Francke was appointed to the position of Iraqi ambassador to the United States on November 23, 2003. This was very unusual given that she was also a United States citizen. However, in October 2004 she was forced to resign due to American pressure for various reasons. They included the fact that she had made critical comments over U.S. handling of post-war Iraq in testimony to Congress and on TV interviews, that she was a cousin and close associate of Ahmed Chalabi, then under investigation for leaking intelligence to Iran, and for her apparent refusal to lead a delegation on a visit to wounded U.S. troops at Walter Reed Army Hospital.
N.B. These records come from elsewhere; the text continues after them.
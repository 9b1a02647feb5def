//! Client-side pagination
//!
//! Derives the visible page of a record set and the page-control layout
//! (numbered buttons plus ellipsis markers) from a fixed page size and a
//! requested page number. All computation is pure and deterministic; invalid
//! page requests are clamped into range rather than rejected, so the only
//! error condition is a degenerate page size at construction time.

use thiserror::Error;

/// Errors that can occur when constructing a [`Pager`]
#[derive(Error, Debug, Clone, Copy, PartialEq, Eq)]
pub enum PagerError {
    /// Page size of zero cannot be sanitized into anything meaningful
    #[error("invalid page size: must be at least 1")]
    InvalidPageSize,
}

/// One renderable unit of pagination UI
#[derive(Debug, Clone, Copy, PartialEq, Eq)]
pub enum ControlItem {
    /// A numbered page button; `active` marks the current page
    PageButton {
        page: usize,
        active: bool,
    },
    /// A truncation marker bridging a run of omitted page numbers
    Ellipsis,
}

/// One page of records plus the context needed to render it
#[derive(Debug, Clone, PartialEq, Eq)]
pub struct Page<'a, T> {
    /// The visible slice, at most `page_size` records long
    pub records: &'a [T],
    /// The effective page after clamping, always in `[1, total_pages]`
    pub page: usize,
    /// Total page count, at least 1 even for an empty record set
    pub total_pages: usize,
}

impl<'a, T> Page<'a, T> {
    /// Whether a "previous page" step is possible from this page
    pub fn has_prev(&self) -> bool {
        self.page > 1
    }

    /// Whether a "next page" step is possible from this page
    pub fn has_next(&self) -> bool {
        self.page < self.total_pages
    }
}

/// Slices a fixed, ordered record set into display pages.
///
/// The pager never owns records and never mutates the current page; the
/// caller owns both and feeds requested page numbers in, receiving the
/// clamped effective page back.
#[derive(Debug, Clone, Copy, PartialEq, Eq)]
pub struct Pager {
    page_size: usize,
}

impl Pager {
    /// Creates a pager. Fails fast on a zero page size.
    pub fn new(page_size: usize) -> Result<Self, PagerError> {
        if page_size == 0 {
            return Err(PagerError::InvalidPageSize);
        }
        Ok(Self { page_size })
    }

    /// The fixed page size
    pub fn page_size(&self) -> usize {
        self.page_size
    }

    /// Total pages for `record_count` records. An empty record set still has
    /// one (empty) page so the UI always has something to render.
    pub fn total_pages(&self, record_count: usize) -> usize {
        record_count.div_ceil(self.page_size).max(1)
    }

    /// Computes the visible slice for `requested_page`.
    ///
    /// Out-of-range requests (zero, negative, or past the end) are clamped
    /// to the nearest valid page, never treated as errors, so callers cannot
    /// corrupt display state. The slices for pages `1..=total_pages` exactly
    /// partition `records`.
    pub fn page_of<'a, T>(&self, records: &'a [T], requested_page: i64) -> Page<'a, T> {
        let total_pages = self.total_pages(records.len());
        let page = clamp_page(requested_page, total_pages);

        // page <= ceil(len / size) guarantees start <= len, so the slice
        // bounds are always in range (start is 0 for the empty set).
        let start = (page - 1) * self.page_size;
        let end = (start + self.page_size).min(records.len());

        Page {
            records: &records[start..end],
            page,
            total_pages,
        }
    }

    /// Lays out page controls: the first page, a window of `window_radius`
    /// pages around the current page, the last page, and a single ellipsis
    /// over each gap wider than one.
    ///
    /// Buttons appear in ascending page order and exactly one is active
    /// whenever `current_page` is in range.
    pub fn controls(
        &self,
        total_pages: usize,
        current_page: usize,
        window_radius: usize,
    ) -> Vec<ControlItem> {
        let total_pages = total_pages.max(1);

        // First page, then the interior window, then the last page. The
        // window is confined to [2, total_pages - 1] so the endpoints never
        // repeat.
        let mut pages = vec![1];
        let window_lo = current_page.saturating_sub(window_radius).max(2);
        let window_hi = current_page
            .saturating_add(window_radius)
            .min(total_pages.saturating_sub(1));
        pages.extend(window_lo..=window_hi);
        if total_pages > 1 {
            pages.push(total_pages);
        }

        let mut items = Vec::with_capacity(pages.len() + 2);
        let mut prev = 0;
        for page in pages {
            if prev > 0 && page - prev > 1 {
                items.push(ControlItem::Ellipsis);
            }
            items.push(ControlItem::PageButton {
                page,
                active: page == current_page,
            });
            prev = page;
        }
        items
    }
}

/// Applies a relative step (±1 from prev/next arrows) to the current page.
/// Steps that would leave `[1, total_pages]` are no-ops, matching disabled
/// arrow controls at the boundaries.
pub fn step(current_page: usize, delta: i64, total_pages: usize) -> usize {
    clamp_page(current_page as i64 + delta, total_pages.max(1))
}

fn clamp_page(requested: i64, total_pages: usize) -> usize {
    requested.clamp(1, total_pages as i64) as usize
}

#[cfg(test)]
mod tests {
    use super::*;

    fn records(n: usize) -> Vec<u32> {
        (0..n as u32).collect()
    }

    #[test]
    fn test_zero_page_size_rejected() {
        assert_eq!(Pager::new(0), Err(PagerError::InvalidPageSize));
        assert!(Pager::new(1).is_ok());
    }

    #[test]
    fn test_thirty_records_three_pages() {
        let data = records(30);
        let pager = Pager::new(10).unwrap();

        let first = pager.page_of(&data, 1);
        assert_eq!(first.total_pages, 3);
        assert_eq!(first.page, 1);
        assert_eq!(first.records, &data[0..10]);

        let last = pager.page_of(&data, 3);
        assert_eq!(last.records, &data[20..30]);

        // Requesting past the end clamps to the last page
        assert_eq!(pager.page_of(&data, 4), last);
    }

    #[test]
    fn test_empty_record_set_has_one_empty_page() {
        let data: Vec<u32> = Vec::new();
        let pager = Pager::new(10).unwrap();

        let page = pager.page_of(&data, 1);
        assert_eq!(page.total_pages, 1);
        assert_eq!(page.page, 1);
        assert!(page.records.is_empty());
        assert!(!page.has_prev());
        assert!(!page.has_next());
    }

    #[test]
    fn test_short_final_page() {
        let data = records(25);
        let pager = Pager::new(10).unwrap();

        assert_eq!(pager.total_pages(data.len()), 3);
        assert_eq!(pager.page_of(&data, 2).records, &data[10..20]);

        let last = pager.page_of(&data, 3);
        assert_eq!(last.records.len(), 5);
        assert_eq!(last.records, &data[20..25]);
    }

    #[test]
    fn test_out_of_range_requests_clamp() {
        let data = records(30);
        let pager = Pager::new(10).unwrap();

        assert_eq!(pager.page_of(&data, -5), pager.page_of(&data, 1));
        assert_eq!(pager.page_of(&data, 0), pager.page_of(&data, 1));
        assert_eq!(pager.page_of(&data, 9999), pager.page_of(&data, 3));
    }

    #[test]
    fn test_pages_partition_record_set() {
        // Every page size x record count combination must yield slices that
        // reproduce the original sequence with no gaps or overlaps.
        for n in [0usize, 1, 9, 10, 11, 25, 30, 31] {
            for size in [1usize, 3, 10, 50] {
                let data = records(n);
                let pager = Pager::new(size).unwrap();
                let total = pager.total_pages(n);

                let mut rebuilt = Vec::new();
                for p in 1..=total {
                    let page = pager.page_of(&data, p as i64);
                    assert!(page.records.len() <= size);
                    rebuilt.extend_from_slice(page.records);
                }
                assert_eq!(rebuilt, data, "n={} size={}", n, size);
            }
        }
    }

    #[test]
    fn test_page_of_is_idempotent() {
        let data = records(30);
        let pager = Pager::new(10).unwrap();
        assert_eq!(pager.page_of(&data, 2), pager.page_of(&data, 2));
    }

    #[test]
    fn test_step_noops_at_boundaries() {
        assert_eq!(step(1, -1, 3), 1);
        assert_eq!(step(3, 1, 3), 3);
        assert_eq!(step(2, 1, 3), 3);
        assert_eq!(step(2, -1, 3), 1);
        assert_eq!(step(1, -1, 1), 1);
        assert_eq!(step(1, 1, 1), 1);
    }

    fn button(page: usize, active: bool) -> ControlItem {
        ControlItem::PageButton { page, active }
    }

    #[test]
    fn test_controls_window_with_both_ellipses() {
        let pager = Pager::new(10).unwrap();
        let items = pager.controls(10, 5, 1);
        assert_eq!(
            items,
            vec![
                button(1, false),
                ControlItem::Ellipsis,
                button(4, false),
                button(5, true),
                button(6, false),
                ControlItem::Ellipsis,
                button(10, false),
            ]
        );
    }

    #[test]
    fn test_controls_small_set_no_ellipsis() {
        let pager = Pager::new(10).unwrap();
        let items = pager.controls(3, 1, 1);
        assert_eq!(
            items,
            vec![button(1, true), button(2, false), button(3, false)]
        );
    }

    #[test]
    fn test_controls_single_page() {
        let pager = Pager::new(10).unwrap();
        assert_eq!(pager.controls(1, 1, 1), vec![button(1, true)]);
    }

    #[test]
    fn test_controls_boundary_omits_adjacent_ellipsis() {
        let pager = Pager::new(10).unwrap();

        // Current page near the start: no leading ellipsis
        assert_eq!(
            pager.controls(10, 2, 1),
            vec![
                button(1, false),
                button(2, true),
                button(3, false),
                ControlItem::Ellipsis,
                button(10, false),
            ]
        );

        // Current page at the end: no trailing ellipsis
        assert_eq!(
            pager.controls(10, 10, 1),
            vec![
                button(1, false),
                ControlItem::Ellipsis,
                button(9, false),
                button(10, true),
            ]
        );
    }

    #[test]
    fn test_controls_exactly_one_active() {
        let pager = Pager::new(10).unwrap();
        for total in 1..=12usize {
            for current in 1..=total {
                let active = pager
                    .controls(total, current, 1)
                    .iter()
                    .filter(|item| matches!(item, ControlItem::PageButton { active: true, .. }))
                    .count();
                assert_eq!(active, 1, "total={} current={}", total, current);
            }
        }
    }

    #[test]
    fn test_controls_strictly_ascending() {
        let pager = Pager::new(10).unwrap();
        for total in 1..=12usize {
            for current in 1..=total {
                let mut prev = 0;
                for item in pager.controls(total, current, 1) {
                    if let ControlItem::PageButton { page, .. } = item {
                        assert!(page > prev, "total={} current={}", total, current);
                        prev = page;
                    }
                }
            }
        }
    }
}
In 2004, she was a guest of Laura Bush in the First Lady's Box at the State of the Union address. The Iraq Foundation (an organization she co-founded) itself help set up the Iraq-America Freedom Alliance which has tried to stress the positive impacts of the American invasion and occupation of Iraq. It describes its mission as publicizing "the stories of Iraqis and Americans who are building a secure, stable and democratic future in Iraq." She has said that she is disappointed with the post-war reconstruction effort, especially the initial lack of planning. However she continues to support the administration and its policies particularly as they have grown more determined to stabilize Iraq and has confidence that the US administration can be successful. On April 27, 2007, she appeared on the O'Reilly Factor and argued strongly for the United States' presence in Iraq.

== Views ==
Francke is a supporter of the United States and the Bush administration, but also has heavily criticized its role, which many believe led to her resignation. Moreover, Francke also criticized the role of Iraqis towards the United States. In a recent interview conducted by the Greater Good Science Center, Francke said, "I think there's a great deal of negligence. It's not evil; its negligence and insensitivity... and I don't think it's possible to keep a healthy relationship unless you show that you care about a person, or a group of people, on a continuing basis." Francke claims that sympathy and empathy on both sides are needed if Iraq is to be repaired. She concluded, "It is all a question of showing that you care about the other, that you're in a partnership - not a relationship of occupier and occupied. You're not in a relationship where it's the all-powerful and the powerless."

== Bibliography ==
- Fuller, Graham E.; Francke, Rend Rahim (2000). The Arab Shi'a : The Forgotten Muslims. Palgrave Macmillan. ISBN 0-312-22178-9.